Work instructions: Line by line, check the data for the string "TableMissing" and state how many lines have it, nothing more.

Data for analysis:
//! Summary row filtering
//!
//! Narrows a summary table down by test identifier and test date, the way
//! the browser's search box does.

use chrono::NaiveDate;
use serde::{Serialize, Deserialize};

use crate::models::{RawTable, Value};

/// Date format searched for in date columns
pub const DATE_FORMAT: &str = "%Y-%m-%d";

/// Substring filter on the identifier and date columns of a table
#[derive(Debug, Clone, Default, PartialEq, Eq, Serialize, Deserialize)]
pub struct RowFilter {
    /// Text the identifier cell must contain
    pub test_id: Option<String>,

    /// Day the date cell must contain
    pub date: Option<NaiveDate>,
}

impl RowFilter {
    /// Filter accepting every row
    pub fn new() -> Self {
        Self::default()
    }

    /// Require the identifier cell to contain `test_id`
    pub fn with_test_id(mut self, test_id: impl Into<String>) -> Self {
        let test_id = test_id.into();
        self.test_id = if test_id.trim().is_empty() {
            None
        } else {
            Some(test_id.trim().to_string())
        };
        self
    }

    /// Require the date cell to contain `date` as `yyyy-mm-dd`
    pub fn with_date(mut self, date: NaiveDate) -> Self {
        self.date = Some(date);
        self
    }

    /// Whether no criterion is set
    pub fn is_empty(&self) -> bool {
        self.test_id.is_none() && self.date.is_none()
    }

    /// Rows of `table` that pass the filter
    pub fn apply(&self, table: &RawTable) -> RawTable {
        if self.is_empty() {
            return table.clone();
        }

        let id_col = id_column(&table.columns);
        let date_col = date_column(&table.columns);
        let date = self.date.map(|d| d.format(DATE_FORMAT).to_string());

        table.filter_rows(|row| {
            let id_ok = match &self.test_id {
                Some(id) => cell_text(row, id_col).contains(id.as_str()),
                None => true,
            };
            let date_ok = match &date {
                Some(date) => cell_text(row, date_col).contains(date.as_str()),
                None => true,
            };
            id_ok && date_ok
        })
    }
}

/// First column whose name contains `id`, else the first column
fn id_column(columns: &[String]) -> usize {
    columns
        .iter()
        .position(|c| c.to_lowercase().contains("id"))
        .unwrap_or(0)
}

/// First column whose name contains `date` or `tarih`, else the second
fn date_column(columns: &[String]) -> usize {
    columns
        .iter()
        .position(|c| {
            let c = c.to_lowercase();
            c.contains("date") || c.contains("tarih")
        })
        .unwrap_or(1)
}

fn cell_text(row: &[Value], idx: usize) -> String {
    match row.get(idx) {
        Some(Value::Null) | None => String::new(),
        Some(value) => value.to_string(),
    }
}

* * *

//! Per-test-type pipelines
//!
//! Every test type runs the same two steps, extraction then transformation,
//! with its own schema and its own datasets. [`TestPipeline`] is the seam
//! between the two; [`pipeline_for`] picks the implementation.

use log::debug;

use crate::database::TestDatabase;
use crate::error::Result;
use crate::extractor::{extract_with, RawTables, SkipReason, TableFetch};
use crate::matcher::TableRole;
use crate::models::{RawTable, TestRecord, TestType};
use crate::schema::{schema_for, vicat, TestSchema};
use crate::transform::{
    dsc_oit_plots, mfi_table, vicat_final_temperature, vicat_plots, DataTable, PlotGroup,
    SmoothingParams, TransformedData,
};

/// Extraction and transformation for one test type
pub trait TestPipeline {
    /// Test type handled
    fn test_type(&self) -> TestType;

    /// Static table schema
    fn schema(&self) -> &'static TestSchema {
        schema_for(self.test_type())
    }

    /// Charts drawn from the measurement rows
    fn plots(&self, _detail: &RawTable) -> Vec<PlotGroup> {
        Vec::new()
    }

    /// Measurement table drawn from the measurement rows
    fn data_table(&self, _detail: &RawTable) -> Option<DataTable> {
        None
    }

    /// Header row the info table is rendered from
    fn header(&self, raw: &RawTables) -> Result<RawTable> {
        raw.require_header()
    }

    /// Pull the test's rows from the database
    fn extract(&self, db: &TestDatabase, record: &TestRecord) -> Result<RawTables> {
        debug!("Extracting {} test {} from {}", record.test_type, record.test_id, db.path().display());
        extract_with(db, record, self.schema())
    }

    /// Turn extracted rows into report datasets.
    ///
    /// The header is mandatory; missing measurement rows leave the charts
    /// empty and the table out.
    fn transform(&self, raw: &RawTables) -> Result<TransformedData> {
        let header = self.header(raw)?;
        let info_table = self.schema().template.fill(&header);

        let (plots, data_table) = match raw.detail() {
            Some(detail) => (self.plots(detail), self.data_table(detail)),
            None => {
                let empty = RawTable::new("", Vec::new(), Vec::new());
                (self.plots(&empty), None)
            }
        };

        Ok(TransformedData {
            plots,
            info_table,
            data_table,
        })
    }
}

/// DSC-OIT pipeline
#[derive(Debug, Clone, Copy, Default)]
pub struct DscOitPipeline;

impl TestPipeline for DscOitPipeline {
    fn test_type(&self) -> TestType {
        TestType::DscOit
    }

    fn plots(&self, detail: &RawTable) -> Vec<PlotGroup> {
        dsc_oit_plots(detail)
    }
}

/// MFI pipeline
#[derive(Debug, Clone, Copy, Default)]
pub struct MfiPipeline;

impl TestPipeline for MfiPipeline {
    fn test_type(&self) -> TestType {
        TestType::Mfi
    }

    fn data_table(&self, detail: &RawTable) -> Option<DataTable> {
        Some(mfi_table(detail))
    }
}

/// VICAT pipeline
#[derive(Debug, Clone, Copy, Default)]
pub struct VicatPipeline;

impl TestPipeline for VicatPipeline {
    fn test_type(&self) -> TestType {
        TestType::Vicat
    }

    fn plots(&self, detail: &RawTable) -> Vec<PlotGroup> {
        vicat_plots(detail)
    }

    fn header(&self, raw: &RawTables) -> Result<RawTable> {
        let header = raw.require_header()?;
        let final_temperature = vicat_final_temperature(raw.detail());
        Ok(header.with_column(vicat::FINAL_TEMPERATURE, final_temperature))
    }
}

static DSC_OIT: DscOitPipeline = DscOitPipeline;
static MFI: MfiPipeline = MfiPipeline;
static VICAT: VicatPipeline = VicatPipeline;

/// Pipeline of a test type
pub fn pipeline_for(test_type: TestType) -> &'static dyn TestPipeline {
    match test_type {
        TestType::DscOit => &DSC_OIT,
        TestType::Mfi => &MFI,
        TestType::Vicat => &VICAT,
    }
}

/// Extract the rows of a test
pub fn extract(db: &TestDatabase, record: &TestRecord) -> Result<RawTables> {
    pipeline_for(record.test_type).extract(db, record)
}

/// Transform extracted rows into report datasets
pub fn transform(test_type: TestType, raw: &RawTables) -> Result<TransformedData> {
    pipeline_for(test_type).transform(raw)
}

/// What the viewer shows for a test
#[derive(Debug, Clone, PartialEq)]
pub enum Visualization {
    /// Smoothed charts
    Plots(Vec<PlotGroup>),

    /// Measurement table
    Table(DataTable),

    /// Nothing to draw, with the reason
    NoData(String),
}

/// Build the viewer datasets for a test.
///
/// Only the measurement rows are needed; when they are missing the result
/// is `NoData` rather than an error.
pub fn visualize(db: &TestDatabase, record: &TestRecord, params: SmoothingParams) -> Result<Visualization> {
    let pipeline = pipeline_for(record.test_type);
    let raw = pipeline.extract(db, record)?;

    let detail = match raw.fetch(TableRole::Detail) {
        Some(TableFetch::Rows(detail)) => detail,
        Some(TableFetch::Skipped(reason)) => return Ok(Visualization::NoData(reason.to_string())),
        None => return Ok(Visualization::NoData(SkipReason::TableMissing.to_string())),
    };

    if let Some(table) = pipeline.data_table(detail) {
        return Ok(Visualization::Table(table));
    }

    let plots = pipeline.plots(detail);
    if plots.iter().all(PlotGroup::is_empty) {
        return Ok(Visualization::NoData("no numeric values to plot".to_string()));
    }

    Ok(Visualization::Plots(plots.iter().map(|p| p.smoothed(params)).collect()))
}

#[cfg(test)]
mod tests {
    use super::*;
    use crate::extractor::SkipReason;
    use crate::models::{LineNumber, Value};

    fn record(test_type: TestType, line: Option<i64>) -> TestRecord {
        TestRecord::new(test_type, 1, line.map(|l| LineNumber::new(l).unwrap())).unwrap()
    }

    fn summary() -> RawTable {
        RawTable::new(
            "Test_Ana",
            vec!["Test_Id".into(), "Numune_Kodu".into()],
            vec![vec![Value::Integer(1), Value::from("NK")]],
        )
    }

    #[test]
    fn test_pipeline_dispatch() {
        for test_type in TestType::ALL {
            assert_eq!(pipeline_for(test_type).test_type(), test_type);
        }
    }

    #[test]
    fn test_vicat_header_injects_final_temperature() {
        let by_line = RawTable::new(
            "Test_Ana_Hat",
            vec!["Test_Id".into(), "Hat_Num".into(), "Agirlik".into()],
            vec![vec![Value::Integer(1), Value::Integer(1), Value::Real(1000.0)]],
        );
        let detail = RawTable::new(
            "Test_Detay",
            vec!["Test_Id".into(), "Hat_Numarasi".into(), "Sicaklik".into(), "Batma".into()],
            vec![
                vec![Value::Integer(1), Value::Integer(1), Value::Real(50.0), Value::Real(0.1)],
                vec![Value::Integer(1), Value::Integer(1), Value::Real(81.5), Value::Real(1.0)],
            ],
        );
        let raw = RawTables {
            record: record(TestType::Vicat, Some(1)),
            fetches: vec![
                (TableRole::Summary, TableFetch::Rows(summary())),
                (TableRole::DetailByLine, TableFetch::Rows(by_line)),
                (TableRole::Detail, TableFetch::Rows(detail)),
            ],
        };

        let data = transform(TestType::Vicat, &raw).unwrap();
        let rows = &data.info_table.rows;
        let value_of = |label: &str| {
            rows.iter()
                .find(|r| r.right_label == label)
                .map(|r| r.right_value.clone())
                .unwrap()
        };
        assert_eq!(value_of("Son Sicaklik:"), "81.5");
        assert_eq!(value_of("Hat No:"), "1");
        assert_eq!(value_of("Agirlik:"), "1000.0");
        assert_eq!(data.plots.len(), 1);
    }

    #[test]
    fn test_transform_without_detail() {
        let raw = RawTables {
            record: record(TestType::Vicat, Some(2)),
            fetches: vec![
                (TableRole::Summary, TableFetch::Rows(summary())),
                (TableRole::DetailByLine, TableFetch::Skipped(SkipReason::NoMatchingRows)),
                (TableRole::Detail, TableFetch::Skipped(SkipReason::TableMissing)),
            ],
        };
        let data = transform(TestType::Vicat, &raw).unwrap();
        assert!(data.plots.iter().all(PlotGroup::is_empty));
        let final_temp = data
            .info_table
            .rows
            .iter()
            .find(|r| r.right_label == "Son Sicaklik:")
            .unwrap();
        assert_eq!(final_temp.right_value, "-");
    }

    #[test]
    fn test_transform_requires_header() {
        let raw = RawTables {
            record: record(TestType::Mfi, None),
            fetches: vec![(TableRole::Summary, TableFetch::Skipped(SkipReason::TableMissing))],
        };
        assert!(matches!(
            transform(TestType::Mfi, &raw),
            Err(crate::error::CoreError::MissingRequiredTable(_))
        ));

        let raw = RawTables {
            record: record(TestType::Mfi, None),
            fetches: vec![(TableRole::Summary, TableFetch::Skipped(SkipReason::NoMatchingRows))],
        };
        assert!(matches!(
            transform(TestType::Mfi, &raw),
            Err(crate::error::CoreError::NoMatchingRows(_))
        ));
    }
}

Response area: 3